- _Task details_
Word for word, set down every line of the entries below from the line with "count table keys." to the line with "pub mod vocabulary;", including both, and no other line.

*** Records to process Section Begins ***

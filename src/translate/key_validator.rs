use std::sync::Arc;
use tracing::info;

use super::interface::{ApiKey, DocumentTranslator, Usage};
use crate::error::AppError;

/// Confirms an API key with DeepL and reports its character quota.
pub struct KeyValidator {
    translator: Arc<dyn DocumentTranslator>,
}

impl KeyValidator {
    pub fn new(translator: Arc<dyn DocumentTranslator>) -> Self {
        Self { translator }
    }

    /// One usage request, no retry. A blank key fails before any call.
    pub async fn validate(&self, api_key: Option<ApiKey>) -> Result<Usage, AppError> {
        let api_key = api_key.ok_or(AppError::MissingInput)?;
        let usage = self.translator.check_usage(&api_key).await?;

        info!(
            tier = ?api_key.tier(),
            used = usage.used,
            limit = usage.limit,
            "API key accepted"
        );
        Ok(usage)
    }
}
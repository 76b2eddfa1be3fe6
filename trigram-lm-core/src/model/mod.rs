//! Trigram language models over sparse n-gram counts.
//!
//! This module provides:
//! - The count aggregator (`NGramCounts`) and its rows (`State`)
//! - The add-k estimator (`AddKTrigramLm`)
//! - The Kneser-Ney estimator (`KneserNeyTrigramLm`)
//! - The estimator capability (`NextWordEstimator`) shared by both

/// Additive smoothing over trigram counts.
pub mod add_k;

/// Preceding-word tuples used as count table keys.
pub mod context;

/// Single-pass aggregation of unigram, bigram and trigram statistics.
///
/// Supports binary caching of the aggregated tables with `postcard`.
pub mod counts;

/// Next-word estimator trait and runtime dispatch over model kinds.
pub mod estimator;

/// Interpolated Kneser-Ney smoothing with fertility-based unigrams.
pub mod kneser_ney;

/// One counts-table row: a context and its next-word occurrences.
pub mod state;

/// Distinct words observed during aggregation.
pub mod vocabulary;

*** Records to process Section Ends ***
*** Records to process Section Begins ***

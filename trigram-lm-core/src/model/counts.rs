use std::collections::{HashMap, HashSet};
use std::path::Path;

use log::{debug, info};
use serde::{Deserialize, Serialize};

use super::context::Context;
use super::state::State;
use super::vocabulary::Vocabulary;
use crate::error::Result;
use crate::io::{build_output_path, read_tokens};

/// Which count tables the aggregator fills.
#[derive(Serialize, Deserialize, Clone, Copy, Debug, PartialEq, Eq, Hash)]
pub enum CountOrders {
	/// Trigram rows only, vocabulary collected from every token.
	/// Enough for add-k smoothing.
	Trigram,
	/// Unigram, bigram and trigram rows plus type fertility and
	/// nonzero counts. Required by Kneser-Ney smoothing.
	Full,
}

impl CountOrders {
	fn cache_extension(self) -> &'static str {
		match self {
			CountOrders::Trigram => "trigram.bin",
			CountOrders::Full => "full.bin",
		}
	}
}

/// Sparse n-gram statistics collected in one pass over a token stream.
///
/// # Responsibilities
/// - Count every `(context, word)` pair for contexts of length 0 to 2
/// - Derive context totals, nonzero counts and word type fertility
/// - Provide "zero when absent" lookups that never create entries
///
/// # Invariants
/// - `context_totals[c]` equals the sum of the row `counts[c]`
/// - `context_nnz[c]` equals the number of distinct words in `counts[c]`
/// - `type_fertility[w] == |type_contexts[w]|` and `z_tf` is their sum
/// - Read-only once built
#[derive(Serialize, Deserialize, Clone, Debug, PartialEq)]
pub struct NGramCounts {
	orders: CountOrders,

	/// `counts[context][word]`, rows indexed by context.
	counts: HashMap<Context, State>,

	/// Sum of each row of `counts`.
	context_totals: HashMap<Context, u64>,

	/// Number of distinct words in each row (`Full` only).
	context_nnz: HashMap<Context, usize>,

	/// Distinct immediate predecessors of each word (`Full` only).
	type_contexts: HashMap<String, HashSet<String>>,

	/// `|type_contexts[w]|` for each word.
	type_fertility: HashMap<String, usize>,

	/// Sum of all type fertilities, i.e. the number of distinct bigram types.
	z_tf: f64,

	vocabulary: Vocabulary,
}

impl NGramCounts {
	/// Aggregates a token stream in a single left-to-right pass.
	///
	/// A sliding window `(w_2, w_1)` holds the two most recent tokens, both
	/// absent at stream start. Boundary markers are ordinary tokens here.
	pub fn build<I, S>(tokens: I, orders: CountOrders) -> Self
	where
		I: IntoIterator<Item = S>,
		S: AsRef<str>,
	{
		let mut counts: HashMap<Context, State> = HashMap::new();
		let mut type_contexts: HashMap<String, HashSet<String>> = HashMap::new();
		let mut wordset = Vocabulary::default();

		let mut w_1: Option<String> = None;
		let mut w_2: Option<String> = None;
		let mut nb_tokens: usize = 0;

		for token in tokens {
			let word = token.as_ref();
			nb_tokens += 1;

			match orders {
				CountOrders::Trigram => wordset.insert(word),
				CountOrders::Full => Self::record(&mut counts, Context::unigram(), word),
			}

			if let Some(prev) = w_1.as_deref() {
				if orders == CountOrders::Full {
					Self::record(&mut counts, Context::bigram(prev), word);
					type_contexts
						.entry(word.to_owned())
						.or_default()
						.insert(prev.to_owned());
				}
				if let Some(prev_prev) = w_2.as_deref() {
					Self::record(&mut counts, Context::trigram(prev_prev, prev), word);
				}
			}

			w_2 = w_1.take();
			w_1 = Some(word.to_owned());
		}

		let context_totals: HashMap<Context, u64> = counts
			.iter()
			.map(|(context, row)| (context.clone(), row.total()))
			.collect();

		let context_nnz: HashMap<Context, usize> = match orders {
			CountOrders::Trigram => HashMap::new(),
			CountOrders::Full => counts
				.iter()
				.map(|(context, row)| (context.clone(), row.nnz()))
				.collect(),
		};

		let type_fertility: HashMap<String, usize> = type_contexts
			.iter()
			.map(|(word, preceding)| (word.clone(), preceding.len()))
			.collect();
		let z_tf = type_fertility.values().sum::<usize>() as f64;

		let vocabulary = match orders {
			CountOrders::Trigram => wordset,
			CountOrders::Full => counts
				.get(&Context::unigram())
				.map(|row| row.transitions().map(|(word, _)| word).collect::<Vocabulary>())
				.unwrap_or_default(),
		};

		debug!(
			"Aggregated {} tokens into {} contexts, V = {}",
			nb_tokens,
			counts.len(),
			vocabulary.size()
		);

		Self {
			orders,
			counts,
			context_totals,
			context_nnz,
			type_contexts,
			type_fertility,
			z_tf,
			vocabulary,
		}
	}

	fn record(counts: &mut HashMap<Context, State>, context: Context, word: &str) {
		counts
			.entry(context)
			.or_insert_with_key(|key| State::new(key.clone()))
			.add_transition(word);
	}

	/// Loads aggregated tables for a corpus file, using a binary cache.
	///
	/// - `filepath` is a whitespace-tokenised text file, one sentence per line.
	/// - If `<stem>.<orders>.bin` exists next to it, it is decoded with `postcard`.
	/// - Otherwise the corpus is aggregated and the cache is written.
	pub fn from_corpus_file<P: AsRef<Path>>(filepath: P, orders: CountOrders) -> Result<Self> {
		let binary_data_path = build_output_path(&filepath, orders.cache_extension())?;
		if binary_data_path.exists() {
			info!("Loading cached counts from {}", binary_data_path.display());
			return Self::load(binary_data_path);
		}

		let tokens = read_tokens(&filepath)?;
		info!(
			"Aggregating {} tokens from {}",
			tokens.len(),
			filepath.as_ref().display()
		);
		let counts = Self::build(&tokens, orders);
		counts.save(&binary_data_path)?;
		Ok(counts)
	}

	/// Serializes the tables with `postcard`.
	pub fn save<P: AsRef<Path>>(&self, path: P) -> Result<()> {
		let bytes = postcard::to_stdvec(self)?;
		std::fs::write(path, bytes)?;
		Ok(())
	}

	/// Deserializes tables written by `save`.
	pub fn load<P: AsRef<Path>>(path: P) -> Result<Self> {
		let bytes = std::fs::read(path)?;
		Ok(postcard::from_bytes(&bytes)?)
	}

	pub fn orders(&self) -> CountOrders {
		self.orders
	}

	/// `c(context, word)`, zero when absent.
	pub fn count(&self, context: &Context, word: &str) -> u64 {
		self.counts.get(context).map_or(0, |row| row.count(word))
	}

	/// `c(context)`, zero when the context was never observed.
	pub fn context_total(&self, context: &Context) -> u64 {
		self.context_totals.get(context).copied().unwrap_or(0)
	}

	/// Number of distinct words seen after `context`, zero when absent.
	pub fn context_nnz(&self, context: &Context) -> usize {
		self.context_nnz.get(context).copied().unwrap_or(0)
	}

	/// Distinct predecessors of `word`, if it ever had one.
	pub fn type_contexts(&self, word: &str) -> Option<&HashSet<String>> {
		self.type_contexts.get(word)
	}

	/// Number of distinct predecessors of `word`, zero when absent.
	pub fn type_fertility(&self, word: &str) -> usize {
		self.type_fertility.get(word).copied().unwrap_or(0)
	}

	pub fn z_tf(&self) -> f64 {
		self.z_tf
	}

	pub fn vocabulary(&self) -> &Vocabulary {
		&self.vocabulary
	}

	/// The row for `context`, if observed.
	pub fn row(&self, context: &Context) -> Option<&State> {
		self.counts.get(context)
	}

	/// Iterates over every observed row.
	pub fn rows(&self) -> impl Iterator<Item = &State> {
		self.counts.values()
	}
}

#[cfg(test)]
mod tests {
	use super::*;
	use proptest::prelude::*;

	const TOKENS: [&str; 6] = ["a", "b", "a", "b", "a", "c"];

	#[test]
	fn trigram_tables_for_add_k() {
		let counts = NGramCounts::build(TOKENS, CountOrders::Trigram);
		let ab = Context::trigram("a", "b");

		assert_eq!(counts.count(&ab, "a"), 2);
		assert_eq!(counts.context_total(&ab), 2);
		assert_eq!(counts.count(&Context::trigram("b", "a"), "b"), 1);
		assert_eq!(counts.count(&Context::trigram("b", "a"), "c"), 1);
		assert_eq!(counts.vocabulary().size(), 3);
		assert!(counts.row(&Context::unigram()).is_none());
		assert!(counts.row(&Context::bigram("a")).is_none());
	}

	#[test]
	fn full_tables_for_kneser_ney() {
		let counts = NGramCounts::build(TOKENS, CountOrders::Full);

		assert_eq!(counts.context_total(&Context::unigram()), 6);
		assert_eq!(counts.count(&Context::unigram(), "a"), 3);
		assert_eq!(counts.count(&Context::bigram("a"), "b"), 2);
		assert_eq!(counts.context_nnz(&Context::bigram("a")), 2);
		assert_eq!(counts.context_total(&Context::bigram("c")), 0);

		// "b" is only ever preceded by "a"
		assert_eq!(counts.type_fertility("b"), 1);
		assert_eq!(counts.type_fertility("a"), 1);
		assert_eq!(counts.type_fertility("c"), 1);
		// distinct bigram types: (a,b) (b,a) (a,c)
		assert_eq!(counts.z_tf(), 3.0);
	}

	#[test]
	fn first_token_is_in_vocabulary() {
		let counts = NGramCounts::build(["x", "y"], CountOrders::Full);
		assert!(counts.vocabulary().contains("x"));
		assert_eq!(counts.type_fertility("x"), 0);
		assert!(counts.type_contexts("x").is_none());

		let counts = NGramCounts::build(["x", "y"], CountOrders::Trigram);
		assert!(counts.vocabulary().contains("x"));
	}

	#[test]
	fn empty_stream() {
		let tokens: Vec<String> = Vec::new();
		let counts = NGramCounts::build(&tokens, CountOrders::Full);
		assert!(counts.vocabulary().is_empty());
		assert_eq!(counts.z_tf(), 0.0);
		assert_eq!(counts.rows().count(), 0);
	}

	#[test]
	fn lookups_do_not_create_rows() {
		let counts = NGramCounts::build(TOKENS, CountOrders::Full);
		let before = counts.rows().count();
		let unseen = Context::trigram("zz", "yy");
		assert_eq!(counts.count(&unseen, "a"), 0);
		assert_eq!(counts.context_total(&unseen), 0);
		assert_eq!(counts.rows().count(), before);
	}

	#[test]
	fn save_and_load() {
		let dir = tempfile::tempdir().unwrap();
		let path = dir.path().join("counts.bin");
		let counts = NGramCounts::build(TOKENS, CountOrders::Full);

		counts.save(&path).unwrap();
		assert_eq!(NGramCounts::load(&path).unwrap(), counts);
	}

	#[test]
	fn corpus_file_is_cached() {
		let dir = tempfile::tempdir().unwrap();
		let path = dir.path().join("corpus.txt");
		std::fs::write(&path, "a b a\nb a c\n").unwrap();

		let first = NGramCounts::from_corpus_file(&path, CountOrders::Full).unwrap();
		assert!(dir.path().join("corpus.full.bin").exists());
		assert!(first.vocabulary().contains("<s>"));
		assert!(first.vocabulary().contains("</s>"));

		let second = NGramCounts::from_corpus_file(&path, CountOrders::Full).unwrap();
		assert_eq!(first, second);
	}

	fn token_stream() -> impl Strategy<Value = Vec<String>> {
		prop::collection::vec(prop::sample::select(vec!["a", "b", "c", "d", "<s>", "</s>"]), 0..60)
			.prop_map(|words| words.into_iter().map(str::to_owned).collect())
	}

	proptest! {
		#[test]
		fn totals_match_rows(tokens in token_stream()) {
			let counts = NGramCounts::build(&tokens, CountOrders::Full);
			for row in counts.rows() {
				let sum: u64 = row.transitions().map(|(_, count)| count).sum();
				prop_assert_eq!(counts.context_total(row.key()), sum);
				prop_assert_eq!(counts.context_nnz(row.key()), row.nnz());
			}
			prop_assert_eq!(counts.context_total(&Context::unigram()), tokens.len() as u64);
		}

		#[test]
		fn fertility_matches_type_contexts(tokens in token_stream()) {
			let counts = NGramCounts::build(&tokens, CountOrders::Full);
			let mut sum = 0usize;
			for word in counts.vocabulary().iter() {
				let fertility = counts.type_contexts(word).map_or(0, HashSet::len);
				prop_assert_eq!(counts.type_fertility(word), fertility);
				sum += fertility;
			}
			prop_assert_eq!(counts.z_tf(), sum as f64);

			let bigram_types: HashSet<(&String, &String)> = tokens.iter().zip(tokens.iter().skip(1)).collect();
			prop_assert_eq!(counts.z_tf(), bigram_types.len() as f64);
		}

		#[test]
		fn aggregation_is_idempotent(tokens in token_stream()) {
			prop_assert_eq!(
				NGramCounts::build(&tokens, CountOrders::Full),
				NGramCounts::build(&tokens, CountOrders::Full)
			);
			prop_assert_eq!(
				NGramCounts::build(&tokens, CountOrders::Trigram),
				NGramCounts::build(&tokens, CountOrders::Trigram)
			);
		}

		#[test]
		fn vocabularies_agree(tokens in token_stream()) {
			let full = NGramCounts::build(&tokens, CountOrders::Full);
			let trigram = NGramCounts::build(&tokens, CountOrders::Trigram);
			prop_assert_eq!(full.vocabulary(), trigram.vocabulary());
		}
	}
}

*** Records to process Section Ends ***

- _Response area_
/// Preceding-word tuples used as count table keys.
pub mod context;

/// Single-pass aggregation of unigram, bigram and trigram statistics.
///
/// Supports binary caching of the aggregated tables with `postcard`.
pub mod counts;

/// Next-word estimator trait and runtime dispatch over model kinds.
pub mod estimator;

/// Interpolated Kneser-Ney smoothing with fertility-based unigrams.
pub mod kneser_ney;

/// One counts-table row: a context and its next-word occurrences.
pub mod state;

/// Distinct words observed during aggregation.
pub mod vocabulary;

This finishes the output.